#### [TASK REQUIREMENTS]
Records follow. Copy every line with "joiner".

#### [Items from a data source]
[Start of Attachment]

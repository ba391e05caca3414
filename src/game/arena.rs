//! Arena state and authoritative tick loop
//!
//! A single task owns the entity store. Client commands arrive over a
//! channel and are drained in arrival order at each tick boundary, then
//! the simulation advances one step. No locks anywhere; the task is the
//! serialization point.

use std::collections::HashMap;
use std::sync::atomic::{AtomicUsize, Ordering};
use std::sync::Arc;
use std::time::Duration;

use rand::{Rng, SeedableRng};
use rand_chacha::ChaCha8Rng;
use tokio::sync::mpsc;
use tokio::task::AbortHandle;
use tokio::time::{interval, MissedTickBehavior};
use tracing::{debug, info, warn};
use uuid::Uuid;

use crate::util::time::{tick_duration, SIMULATION_TPS};
use crate::ws::protocol::{ClientMsg, ServerMsg};

use super::entities::{
    Bullet, Direction, Player, ARENA_HEIGHT, ARENA_WIDTH, KILL_SCORE, PLAYER_PALETTE,
    RESPAWN_DELAY_MS, SPAWN_MARGIN,
};
use super::store::EntityStore;
use super::ArenaCommand;

/// Outbound delivery to connected sessions.
///
/// Two scopes: to one session (join ack, state snapshot) and to all.
/// Delivery is best-effort; a session that is gone simply misses out.
pub struct SessionRouter {
    sessions: HashMap<Uuid, mpsc::UnboundedSender<ServerMsg>>,
}

impl SessionRouter {
    fn new() -> Self {
        Self {
            sessions: HashMap::new(),
        }
    }

    fn register(&mut self, session_id: Uuid, outbound: mpsc::UnboundedSender<ServerMsg>) {
        self.sessions.insert(session_id, outbound);
    }

    fn unregister(&mut self, session_id: &Uuid) {
        self.sessions.remove(session_id);
    }

    pub fn send_to(&self, session_id: &Uuid, msg: ServerMsg) {
        if let Some(tx) = self.sessions.get(session_id) {
            let _ = tx.send(msg);
        }
    }

    pub fn broadcast(&self, msg: ServerMsg) {
        for tx in self.sessions.values() {
            let _ = tx.send(msg.clone());
        }
    }

    pub fn broadcast_except(&self, skip: &Uuid, msg: ServerMsg) {
        for (session_id, tx) in &self.sessions {
            if session_id != skip {
                let _ = tx.send(msg.clone());
            }
        }
    }
}

/// Handle to the running arena
#[derive(Clone)]
pub struct ArenaHandle {
    pub cmd_tx: mpsc::Sender<ArenaCommand>,
    player_count: Arc<AtomicUsize>,
}

impl ArenaHandle {
    pub fn player_count(&self) -> usize {
        self.player_count.load(Ordering::Relaxed)
    }
}

/// The authoritative arena
pub struct Arena {
    store: EntityStore,
    sessions: SessionRouter,
    cmd_rx: mpsc::Receiver<ArenaCommand>,
    /// Kept so respawn timers can message the arena back
    cmd_tx: mpsc::Sender<ArenaCommand>,
    /// Pending respawns, keyed by player id and aborted on disconnect
    respawn_timers: HashMap<Uuid, AbortHandle>,
    rng: ChaCha8Rng,
    player_count: Arc<AtomicUsize>,
}

impl Arena {
    pub fn new(seed: u64) -> (Self, ArenaHandle) {
        let (cmd_tx, cmd_rx) = mpsc::channel(256);
        let player_count = Arc::new(AtomicUsize::new(0));

        let handle = ArenaHandle {
            cmd_tx: cmd_tx.clone(),
            player_count: player_count.clone(),
        };

        let arena = Self {
            store: EntityStore::new(),
            sessions: SessionRouter::new(),
            cmd_rx,
            cmd_tx,
            respawn_timers: HashMap::new(),
            rng: ChaCha8Rng::seed_from_u64(seed),
            player_count,
        };

        (arena, handle)
    }

    /// Run the authoritative tick loop
    pub async fn run(mut self) {
        info!(tps = SIMULATION_TPS, "Arena started");

        let mut ticker = interval(tick_duration());
        ticker.set_missed_tick_behavior(MissedTickBehavior::Skip);

        loop {
            ticker.tick().await;
            self.drain_commands();
            self.step();
        }
    }

    /// Apply all pending commands in arrival order
    fn drain_commands(&mut self) {
        while let Ok(cmd) = self.cmd_rx.try_recv() {
            self.handle_command(cmd);
        }
    }

    fn handle_command(&mut self, cmd: ArenaCommand) {
        match cmd {
            ArenaCommand::Connect {
                session_id,
                outbound,
            } => {
                self.sessions.register(session_id, outbound);
                debug!(session_id = %session_id, "Session connected");
            }
            ArenaCommand::Disconnect { session_id } => self.handle_disconnect(session_id),
            ArenaCommand::Client {
                session_id,
                msg,
                received_at,
            } => match msg {
                ClientMsg::JoinGame { name } => self.handle_join(session_id, name),
                ClientMsg::PlayerMove { direction } => self.handle_move(session_id, direction),
                ClientMsg::PlayerShoot => self.handle_shoot(session_id, received_at),
            },
            ArenaCommand::Respawn { session_id } => self.handle_respawn(session_id),
        }
    }

    /// Handle a join request. Rejoin without disconnect is a no-op.
    fn handle_join(&mut self, session_id: Uuid, name: Option<String>) {
        if self.store.contains_player(&session_id) {
            warn!(session_id = %session_id, "Join ignored, player already in arena");
            return;
        }

        let color = PLAYER_PALETTE[self.store.player_count() % PLAYER_PALETTE.len()].to_string();
        let name = name
            .filter(|n| !n.is_empty())
            .unwrap_or_else(|| format!("Player{}", self.store.player_count() + 1));
        let (x, y) = self.spawn_position();

        let player = Player::new(session_id, name, color, x, y);
        let joined = player.clone();
        self.store.insert_player(player);
        self.player_count
            .store(self.store.player_count(), Ordering::Relaxed);

        // Ack to the joiner, announcement to everyone else
        self.sessions.send_to(
            &session_id,
            ServerMsg::PlayerJoined {
                id: session_id,
                player: joined.clone(),
            },
        );
        self.sessions.broadcast_except(
            &session_id,
            ServerMsg::PlayerJoined {
                id: session_id,
                player: joined,
            },
        );

        // Full snapshot goes to the joiner only
        self.sessions.send_to(
            &session_id,
            ServerMsg::GameState {
                players: self.store.players_snapshot(),
                bullets: self.store.bullets_snapshot(),
            },
        );

        info!(
            session_id = %session_id,
            players = self.store.player_count(),
            "Player joined arena"
        );
    }

    fn handle_move(&mut self, session_id: Uuid, direction: Direction) {
        if let Some(player) = self.store.player_mut(&session_id) {
            player.apply_move(direction);
            let (x, y) = (player.x, player.y);
            self.sessions.broadcast(ServerMsg::PlayerMoved {
                id: session_id,
                x,
                y,
                direction,
            });
        }
    }

    fn handle_shoot(&mut self, session_id: Uuid, now: u64) {
        if let Some(player) = self.store.player_mut(&session_id) {
            // Cooldown misses are dropped with no feedback
            if let Some(bullet) = player.try_shoot(now) {
                self.sessions.broadcast(ServerMsg::BulletShot(bullet.clone()));
                self.store.insert_bullet(bullet);
            }
        }
    }

    fn handle_disconnect(&mut self, session_id: Uuid) {
        self.sessions.unregister(&session_id);

        if let Some(timer) = self.respawn_timers.remove(&session_id) {
            timer.abort();
        }

        // Bullets the player fired keep flying and may still score
        if self.store.remove_player(&session_id).is_some() {
            self.player_count
                .store(self.store.player_count(), Ordering::Relaxed);
            self.sessions
                .broadcast(ServerMsg::PlayerLeft { id: session_id });
            info!(
                session_id = %session_id,
                players = self.store.player_count(),
                "Player left arena"
            );
        }
    }

    /// A respawn timer fired. The timer is aborted on disconnect, but a
    /// fired command can already be in flight; the presence check covers
    /// that race.
    fn handle_respawn(&mut self, session_id: Uuid) {
        self.respawn_timers.remove(&session_id);

        if !self.store.contains_player(&session_id) {
            return;
        }

        let (x, y) = self.spawn_position();
        if let Some(player) = self.store.player_mut(&session_id) {
            player.respawn_at(x, y);
            let health = player.health;
            self.sessions.broadcast(ServerMsg::PlayerRespawned {
                id: session_id,
                x,
                y,
                health,
            });
            debug!(session_id = %session_id, "Player respawned");
        }
    }

    /// Advance the simulation one tick: move bullets, resolve collisions
    fn step(&mut self) {
        // Snapshot ids up front; bullets are removed mid-sweep
        for bullet_id in self.store.bullet_ids() {
            let Some(bullet) = self.store.bullet_mut(&bullet_id) else {
                continue;
            };

            if !bullet.advance() {
                self.store.remove_bullet(&bullet_id);
                self.sessions
                    .broadcast(ServerMsg::BulletRemoved { id: bullet_id });
                continue;
            }

            let bullet = bullet.clone();

            // First overlapping player in iteration order wins; the owner
            // is never a target
            let mut target = None;
            for player_id in self.store.player_ids() {
                if player_id == bullet.owner_id {
                    continue;
                }
                if let Some(player) = self.store.player(&player_id) {
                    if bullet.overlaps(player) {
                        target = Some(player_id);
                        break;
                    }
                }
            }

            if let Some(target_id) = target {
                self.store.remove_bullet(&bullet_id);
                self.sessions
                    .broadcast(ServerMsg::BulletRemoved { id: bullet_id });
                self.resolve_hit(&bullet, target_id);
            }
        }
    }

    fn resolve_hit(&mut self, bullet: &Bullet, target_id: Uuid) {
        let Some(target) = self.store.player_mut(&target_id) else {
            return;
        };

        let was_alive = target.is_alive();
        target.apply_damage(bullet.damage);
        let health = target.health;

        self.sessions.broadcast(ServerMsg::PlayerHit {
            player_id: target_id,
            health,
            damage: bullet.damage,
        });

        // Death is edge-triggered: hits on an already-dead player report
        // the hit but never re-kill
        if was_alive && health == 0 {
            self.resolve_kill(target_id, bullet.owner_id);
        }
    }

    fn resolve_kill(&mut self, victim_id: Uuid, killer_id: Uuid) {
        // The killer may have disconnected while the bullet was in flight;
        // the kill still resolves and carries the credit amount
        let score = match self.store.player_mut(&killer_id) {
            Some(killer) => {
                killer.score += KILL_SCORE;
                killer.score
            }
            None => KILL_SCORE,
        };

        self.sessions.broadcast(ServerMsg::PlayerDied {
            player_id: victim_id,
            killer_id,
            score,
        });
        info!(victim = %victim_id, killer = %killer_id, "Player died");

        self.schedule_respawn(victim_id);
    }

    /// One-shot deferred respawn, cancellable by id on disconnect
    fn schedule_respawn(&mut self, session_id: Uuid) {
        let cmd_tx = self.cmd_tx.clone();
        let task = tokio::spawn(async move {
            tokio::time::sleep(Duration::from_millis(RESPAWN_DELAY_MS)).await;
            let _ = cmd_tx.send(ArenaCommand::Respawn { session_id }).await;
        });

        if let Some(prev) = self.respawn_timers.insert(session_id, task.abort_handle()) {
            prev.abort();
        }
    }

    fn spawn_position(&mut self) -> (f32, f32) {
        let x = self.rng.gen_range(SPAWN_MARGIN..ARENA_WIDTH - SPAWN_MARGIN);
        let y = self.rng.gen_range(SPAWN_MARGIN..ARENA_HEIGHT - SPAWN_MARGIN);
        (x, y)
    }
}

[End of Attachment]

#### [SOLUTION]
        // Ack to the joiner, announcement to everyone else
        // Full snapshot goes to the joiner only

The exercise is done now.